Она весело ответила на мой жадный взгляд, а затем, казалось, внезапно проникнув в его смысл, опустила глаза, в то время как краска прилила к ее щекам. «Ты думал, — сказала она почти сурово, — что я не люблю своего ребенка».
«Нет», — сказал я наполовину неправдиво.
«Я едва ли могу удивляться, — продолжала она печальнее, — ибо это только то, что я говорила себе тысячу раз. Иногда я думаю, что жила во сне, и в таком, который немногие разделяют со мной. Я спрашивала других и еще никогда не встречала женщину, которая не признала бы, что ее ребенок был для нее, в ее тайной душе, больше, чем ее муж. Что они могут иметь в виду? Такая мысль чужда самой моей природе».
«Почему разделять их двоих?» — спросил я.
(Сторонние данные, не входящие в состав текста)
#![forbid(unsafe_code)]

use std::cmp::Ordering;

use serde::{Deserialize, Serialize};

/// Declared type of a table column, as recorded in transform metadata and
/// manifest entries.
#[derive(Debug, Clone, Copy, PartialEq, Eq, Hash, Serialize, Deserialize)]
#[serde(rename_all = "snake_case")]
pub enum ColumnType {
    Numeric,
    Categorical,
    Date,
    Text,
    Id,
}

/// A single cell value.
///
/// Cells arrive untyped from CSV/SQL origins, so every operator and builtin
/// coerces explicitly through the helpers below instead of relying on the
/// variant a value happens to carry. A non-numeric string where a number is
/// required behaves as null, never as NaN.
#[derive(Debug, Clone, PartialEq, Serialize, Deserialize)]
#[serde(tag = "kind", content = "value", rename_all = "snake_case")]
pub enum Value {
    Null,
    Bool(bool),
    Number(f64),
    Utf8(String),
}

impl Value {
    #[must_use]
    pub fn is_null(&self) -> bool {
        matches!(self, Self::Null)
    }

    /// Numeric coercion. `Utf8` parses after trimming; parse failures,
    /// booleans, nulls and NaN all coerce to `None`.
    #[must_use]
    pub fn as_number(&self) -> Option<f64> {
        match self {
            Self::Number(v) => {
                if v.is_nan() {
                    None
                } else {
                    Some(*v)
                }
            }
            Self::Utf8(v) => parse_text_number(v),
            Self::Bool(_) | Self::Null => None,
        }
    }

    /// Text coercion. Numbers render canonically (integral values without a
    /// fractional part), booleans as `true`/`false`, null as `None`.
    #[must_use]
    pub fn as_text(&self) -> Option<String> {
        match self {
            Self::Null => None,
            Self::Bool(v) => Some(v.to_string()),
            Self::Number(v) => Some(format_number(*v)),
            Self::Utf8(v) => Some(v.clone()),
        }
    }

    /// Truthiness for conditionals and logical operators: `true`, non-zero
    /// finite numbers and non-empty text. Null, `false`, `0` and `""` are
    /// all non-true.
    #[must_use]
    pub fn is_truthy(&self) -> bool {
        match self {
            Self::Null => false,
            Self::Bool(v) => *v,
            Self::Number(v) => v.is_finite() && *v != 0.0,
            Self::Utf8(v) => !v.is_empty(),
        }
    }

    /// Strict equality for `==`, `recode` keys and `null_if` sentinels.
    ///
    /// Null equals only null. Same-variant values compare directly. A
    /// numeric-looking string equals the corresponding number (`"5" == 5`)
    /// so CSV text columns compare against numeric literals; there is no
    /// other cross-variant equality, so `0 == ""` and `0 == false` are both
    /// false.
    #[must_use]
    pub fn strict_eq(&self, other: &Self) -> bool {
        match (self, other) {
            (Self::Null, Self::Null) => true,
            (Self::Null, _) | (_, Self::Null) => false,
            (Self::Bool(a), Self::Bool(b)) => a == b,
            (Self::Number(a), Self::Number(b)) => a == b,
            (Self::Utf8(a), Self::Utf8(b)) => a == b,
            (Self::Number(n), Self::Utf8(s)) | (Self::Utf8(s), Self::Number(n)) => {
                parse_text_number(s) == Some(*n)
            }
            _ => false,
        }
    }

    /// Ordering for `>`, `>=`, `<`, `<=` and `between`: numeric when both
    /// sides coerce to numbers, otherwise lexicographic text comparison
    /// (ISO date strings order correctly as text). `None` when either side
    /// is null.
    #[must_use]
    pub fn compare_order(&self, other: &Self) -> Option<Ordering> {
        if self.is_null() || other.is_null() {
            return None;
        }
        if let (Some(a), Some(b)) = (self.as_number(), other.as_number()) {
            return a.partial_cmp(&b);
        }
        let a = self.as_text()?;
        let b = other.as_text()?;
        Some(a.cmp(&b))
    }

    /// Wrap an arithmetic result, mapping non-finite outcomes back to null
    /// so NaN and infinities never land in a column.
    #[must_use]
    pub fn from_finite(value: f64) -> Self {
        if value.is_finite() {
            Self::Number(value)
        } else {
            Self::Null
        }
    }
}

impl From<f64> for Value {
    fn from(value: f64) -> Self {
        Self::Number(value)
    }
}

impl From<bool> for Value {
    fn from(value: bool) -> Self {
        Self::Bool(value)
    }
}

impl From<&str> for Value {
    fn from(value: &str) -> Self {
        Self::Utf8(value.to_owned())
    }
}

impl From<String> for Value {
    fn from(value: String) -> Self {
        Self::Utf8(value)
    }
}

fn parse_text_number(text: &str) -> Option<f64> {
    let trimmed = text.trim();
    if trimmed.is_empty() {
        return None;
    }
    trimmed.parse::<f64>().ok().filter(|n| !n.is_nan())
}

/// Canonical number rendering: integral values print without a fractional
/// part (`150`, not `150.0`); everything else uses the shortest round-trip
/// float form.
#[must_use]
pub fn format_number(value: f64) -> String {
    if value.is_finite() && value.fract() == 0.0 && value.abs() < 1e15 {
        format!("{}", value as i64)
    } else {
        value.to_string()
    }
}
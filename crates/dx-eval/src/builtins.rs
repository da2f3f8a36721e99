use dx_lang::AstNode;
use dx_value::{Value, format_number};

use crate::{ColumnEvaluator, date};

/// Every builtin the formula language exposes. The pipeline rejects calls
/// outside this set at validation time; the evaluator degrades them to null.
const BUILTINS: [&str; 33] = [
    "row_mean",
    "row_sum",
    "row_min",
    "row_max",
    "row_sd",
    "row_count_null",
    "row_count_valid",
    "if_else",
    "case",
    "coalesce",
    "is_null",
    "fill_null",
    "null_if",
    "in",
    "between",
    "lower",
    "upper",
    "trim",
    "concat",
    "str_contains",
    "str_replace",
    "str_length",
    "date_diff",
    "date_part",
    "date_floor",
    "recode",
    "cut",
    "round",
    "zscore",
    "col_mean",
    "col_min",
    "col_max",
    "percentile_rank",
];

#[must_use]
pub fn is_builtin(name: &str) -> bool {
    BUILTINS.contains(&name)
}

pub(crate) fn call(
    ev: &mut ColumnEvaluator<'_>,
    name: &str,
    args: &[AstNode],
    row: usize,
) -> Value {
    match name {
        "row_mean" => row_aggregate(ev, args, row, RowAgg::Mean),
        "row_sum" => row_aggregate(ev, args, row, RowAgg::Sum),
        "row_min" => row_aggregate(ev, args, row, RowAgg::Min),
        "row_max" => row_aggregate(ev, args, row, RowAgg::Max),
        "row_sd" => row_aggregate(ev, args, row, RowAgg::Sd),
        "row_count_null" => {
            let nulls = args
                .iter()
                .filter(|arg| ev.evaluate_at(arg, row).is_null())
                .count();
            Value::Number(nulls as f64)
        }
        "row_count_valid" => {
            let valid = args
                .iter()
                .filter(|arg| !ev.evaluate_at(arg, row).is_null())
                .count();
            Value::Number(valid as f64)
        }
        "if_else" => {
            let [cond, when_true, when_false] = args else {
                return Value::Null;
            };
            // Anything non-true, null included, takes the false branch.
            if ev.evaluate_at(cond, row).is_truthy() {
                ev.evaluate_at(when_true, row)
            } else {
                ev.evaluate_at(when_false, row)
            }
        }
        "case" => {
            let mut i = 0;
            while i + 1 < args.len() {
                if ev.evaluate_at(&args[i], row).is_truthy() {
                    return ev.evaluate_at(&args[i + 1], row);
                }
                i += 2;
            }
            // An odd trailing argument is the default.
            if args.len() % 2 == 1 {
                return ev.evaluate_at(&args[args.len() - 1], row);
            }
            Value::Null
        }
        "coalesce" => {
            for arg in args {
                let value = ev.evaluate_at(arg, row);
                if !value.is_null() {
                    return value;
                }
            }
            Value::Null
        }
        "is_null" => {
            let [arg] = args else { return Value::Null };
            Value::Bool(ev.evaluate_at(arg, row).is_null())
        }
        "fill_null" => {
            let [arg, default] = args else {
                return Value::Null;
            };
            let value = ev.evaluate_at(arg, row);
            if value.is_null() {
                ev.evaluate_at(default, row)
            } else {
                value
            }
        }
        "null_if" => {
            let [arg, sentinel] = args else {
                return Value::Null;
            };
            let value = ev.evaluate_at(arg, row);
            let sentinel = ev.evaluate_at(sentinel, row);
            if value.strict_eq(&sentinel) {
                Value::Null
            } else {
                value
            }
        }
        "in" => {
            let Some((target, candidates)) = args.split_first() else {
                return Value::Null;
            };
            let value = ev.evaluate_at(target, row);
            if value.is_null() {
                return Value::Bool(false);
            }
            let found = candidates
                .iter()
                .any(|c| ev.evaluate_at(c, row).strict_eq(&value));
            Value::Bool(found)
        }
        "between" => {
            let [target, lo, hi] = args else {
                return Value::Null;
            };
            let value = ev.evaluate_at(target, row);
            let lo = ev.evaluate_at(lo, row);
            let hi = ev.evaluate_at(hi, row);
            match (value.compare_order(&lo), value.compare_order(&hi)) {
                // Inclusive on both ends.
                (Some(low), Some(high)) => Value::Bool(low.is_ge() && high.is_le()),
                _ => Value::Null,
            }
        }
        "lower" => map_text(ev, args, row, |s| s.to_lowercase()),
        "upper" => map_text(ev, args, row, |s| s.to_uppercase()),
        "trim" => map_text(ev, args, row, |s| s.trim().to_owned()),
        "concat" => {
            // Null arguments concatenate as empty text, not as null.
            let mut out = String::new();
            for arg in args {
                if let Some(text) = ev.evaluate_at(arg, row).as_text() {
                    out.push_str(&text);
                }
            }
            Value::Utf8(out)
        }
        "str_contains" => {
            let [target, needle] = args else {
                return Value::Null;
            };
            let (Some(target), Some(needle)) = (
                ev.evaluate_at(target, row).as_text(),
                ev.evaluate_at(needle, row).as_text(),
            ) else {
                return Value::Null;
            };
            Value::Bool(target.contains(&needle))
        }
        "str_replace" => {
            let [target, from, to] = args else {
                return Value::Null;
            };
            let (Some(target), Some(from), Some(to)) = (
                ev.evaluate_at(target, row).as_text(),
                ev.evaluate_at(from, row).as_text(),
                ev.evaluate_at(to, row).as_text(),
            ) else {
                return Value::Null;
            };
            Value::Utf8(target.replace(&from, &to))
        }
        "str_length" => {
            let [arg] = args else { return Value::Null };
            match ev.evaluate_at(arg, row).as_text() {
                // An empty CSV cell denotes missing data, not zero length.
                Some(text) if text.is_empty() => Value::Null,
                Some(text) => Value::Number(text.chars().count() as f64),
                None => Value::Null,
            }
        }
        "date_diff" => {
            let [a, b, unit] = args else { return Value::Null };
            let (Some(a), Some(b)) = (
                date::parse_date(&ev.evaluate_at(a, row)),
                date::parse_date(&ev.evaluate_at(b, row)),
            ) else {
                return Value::Null;
            };
            let Some(unit) = ev.evaluate_at(unit, row).as_text() else {
                return Value::Null;
            };
            let delta = match unit.as_str() {
                "days" => date::diff_days(a, b),
                "months" => date::diff_months(a, b),
                "years" => date::diff_years(a, b),
                _ => return Value::Null,
            };
            Value::Number(delta as f64)
        }
        "date_part" => {
            let [target, part] = args else { return Value::Null };
            let Some(parsed) = date::parse_date(&ev.evaluate_at(target, row)) else {
                return Value::Null;
            };
            let Some(part) = ev.evaluate_at(part, row).as_text() else {
                return Value::Null;
            };
            match date::part(parsed, &part) {
                Some(n) => Value::Number(n),
                None => Value::Null,
            }
        }
        "date_floor" => {
            let [target, unit] = args else { return Value::Null };
            let Some(parsed) = date::parse_date(&ev.evaluate_at(target, row)) else {
                return Value::Null;
            };
            let Some(unit) = ev.evaluate_at(unit, row).as_text() else {
                return Value::Null;
            };
            match date::floor(parsed, &unit) {
                Some(floored) => Value::Utf8(date::render(floored)),
                None => Value::Null,
            }
        }
        "recode" => {
            let Some((target, rest)) = args.split_first() else {
                return Value::Null;
            };
            let value = ev.evaluate_at(target, row);
            let mut i = 0;
            while i + 1 < rest.len() {
                let key = ev.evaluate_at(&rest[i], row);
                if value.strict_eq(&key) {
                    return ev.evaluate_at(&rest[i + 1], row);
                }
                i += 2;
            }
            if rest.len() % 2 == 1 {
                return ev.evaluate_at(&rest[rest.len() - 1], row);
            }
            Value::Null
        }
        "cut" => cut(ev, args, row),
        "round" => {
            if args.is_empty() || args.len() > 2 {
                return Value::Null;
            }
            let Some(x) = ev.evaluate_at(&args[0], row).as_number() else {
                return Value::Null;
            };
            let decimals = match args.get(1) {
                Some(arg) => match ev.evaluate_at(arg, row).as_number() {
                    Some(d) => d.trunc(),
                    None => return Value::Null,
                },
                None => 0.0,
            };
            let factor = 10f64.powi(decimals.clamp(-12.0, 12.0) as i32);
            Value::from_finite((x * factor).round() / factor)
        }
        "zscore" | "col_mean" | "col_min" | "col_max" | "percentile_rank" => {
            window(ev, name, args, row)
        }
        _ => Value::Null,
    }
}

enum RowAgg {
    Mean,
    Sum,
    Min,
    Max,
    Sd,
}

/// Null-skipping aggregate across the named arguments of a single row.
/// All-null input yields null; `row_sd` is the population form with a
/// single observation giving 0.
fn row_aggregate(ev: &mut ColumnEvaluator<'_>, args: &[AstNode], row: usize, agg: RowAgg) -> Value {
    let nums: Vec<f64> = args
        .iter()
        .filter_map(|arg| ev.evaluate_at(arg, row).as_number())
        .collect();
    if nums.is_empty() {
        return Value::Null;
    }
    let n = nums.len() as f64;
    let out = match agg {
        RowAgg::Sum => nums.iter().sum(),
        RowAgg::Mean => nums.iter().sum::<f64>() / n,
        RowAgg::Min => nums.iter().copied().fold(f64::INFINITY, f64::min),
        RowAgg::Max => nums.iter().copied().fold(f64::NEG_INFINITY, f64::max),
        RowAgg::Sd => {
            let mean = nums.iter().sum::<f64>() / n;
            let var = nums.iter().map(|v| (v - mean).powi(2)).sum::<f64>() / n;
            var.sqrt()
        }
    };
    Value::from_finite(out)
}

fn map_text(
    ev: &mut ColumnEvaluator<'_>,
    args: &[AstNode],
    row: usize,
    f: impl Fn(&str) -> String,
) -> Value {
    let [arg] = args else { return Value::Null };
    match ev.evaluate_at(arg, row).as_text() {
        Some(text) => Value::Utf8(f(&text)),
        None => Value::Null,
    }
}

/// Bin a value into `breaks.len() - 1` intervals, each inclusive of its
/// lower bound and exclusive of its upper bound, except the final bin which
/// also includes the top break. Values strictly outside the break range
/// yield null. Omitted labels auto-generate as `"<lo>-<hi>"`.
fn cut(ev: &mut ColumnEvaluator<'_>, args: &[AstNode], row: usize) -> Value {
    if args.len() < 2 || args.len() > 3 {
        return Value::Null;
    }
    let Some(x) = ev.evaluate_at(&args[0], row).as_number() else {
        return Value::Null;
    };
    let Some(break_values) = ev.eval_array(&args[1], row) else {
        return Value::Null;
    };
    let breaks: Option<Vec<f64>> = break_values.iter().map(Value::as_number).collect();
    let Some(breaks) = breaks else {
        return Value::Null;
    };
    if breaks.len() < 2 {
        return Value::Null;
    }

    let labels: Option<Vec<String>> = match args.get(2) {
        Some(node) => {
            let Some(values) = ev.eval_array(node, row) else {
                return Value::Null;
            };
            values.iter().map(Value::as_text).collect()
        }
        None => None,
    };

    let bins = breaks.len() - 1;
    if x < breaks[0] || x > breaks[bins] {
        return Value::Null;
    }
    for i in 0..bins {
        let top_bin = i == bins - 1;
        let hit = if top_bin {
            x >= breaks[i] && x <= breaks[i + 1]
        } else {
            x >= breaks[i] && x < breaks[i + 1]
        };
        if hit {
            let label = match &labels {
                Some(labels) if labels.len() == bins => labels[i].clone(),
                _ => format!("{}-{}", format_number(breaks[i]), format_number(breaks[i + 1])),
            };
            return Value::Utf8(label);
        }
    }
    Value::Null
}

enum WindowFn {
    Zscore,
    Mean,
    Min,
    Max,
    PercentileRank,
}

/// Window/statistical functions aggregate over the evaluator's row scope
/// (the current partition), never over a single row.
fn window(ev: &mut ColumnEvaluator<'_>, name: &str, args: &[AstNode], row: usize) -> Value {
    let which = match name {
        "zscore" => WindowFn::Zscore,
        "col_mean" => WindowFn::Mean,
        "col_min" => WindowFn::Min,
        "col_max" => WindowFn::Max,
        "percentile_rank" => WindowFn::PercentileRank,
        _ => return Value::Null,
    };
    let [arg] = args else { return Value::Null };

    let x = ev.evaluate_at(arg, row).as_number();
    let key = ev.ensure_window(arg);
    let stats = ev.window_stats(&key);

    match which {
        WindowFn::Mean => {
            if stats.len() == 0 {
                Value::Null
            } else {
                Value::Number(stats.mean)
            }
        }
        WindowFn::Min => stats.sorted.first().copied().map_or(Value::Null, Value::Number),
        WindowFn::Max => stats.sorted.last().copied().map_or(Value::Null, Value::Number),
        WindowFn::Zscore => {
            let Some(x) = x else { return Value::Null };
            if stats.len() == 0 || stats.sd == 0.0 {
                return Value::Null;
            }
            Value::Number((x - stats.mean) / stats.sd)
        }
        WindowFn::PercentileRank => {
            let Some(x) = x else { return Value::Null };
            let n = stats.len();
            if n <= 1 {
                return Value::Number(0.0);
            }
            // Fraction of values strictly below x; ties share the same
            // fraction. Binary search over the sorted copy, equivalent to a
            // linear scan.
            let below = stats.sorted.partition_point(|v| *v < x);
            Value::Number(below as f64 / (n - 1) as f64)
        }
    }
}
«Я должна разделять их в мыслях, — ответила она с видом человека, загнанного в угол собственными самообвинениями. — У меня, как и у других молодых девушек, была мечта о любви и браке. В отличие от всех остальных, я верю, что нашла свои видения исполненными. Реальность была больше, чем воображение; и я думала, что так будет и с моей любовью к ребенку. Первый крик этого младенца сказал разницу моему уху. Я знала все с того момента; блаженство, которое было моим как жены, никогда не будет моим как матери. Если бы я не знала, что значит обожать своего мужа, я могла бы быть довольна своей любовью к Мариан. Но посмотри на это изысканное создание, как она лежит там спящая, а затем подумай, что я, ее мать, должна была бы оставить ее, если бы она умирала, насколько я знаю, по одному слову от него!»
«Твое чувство не кажется естественным», — сказал я, едва зная, что ответить.
«Какая польза знать это? — сказала она вызывающе. — Я говорю это себе каждый день. Однажды, когда она была больна и была возвращена мне во всей драгоценной беспомощности младенчества, в этом была такая странная сладость, я думала, что очарование может остаться; но оно исчезло, когда она снова смогла бегать. И она такая здоровая, самодостаточная маленькая вещь, — добавила Лаура, взглянув в сторону кровати с мимолетным взглядом материнской гордости, который казался странно неуместным среди этих самообвинений. — Я хочу, чтобы она была такой, — добавила она. — Лучшая услуга, которую я могу ей оказать, — это научить ее стоять самостоятельно. И когда-нибудь, — продолжала прекрасная женщина, все ее лицо осветилось счастьем, — она может полюбить так, как любила я».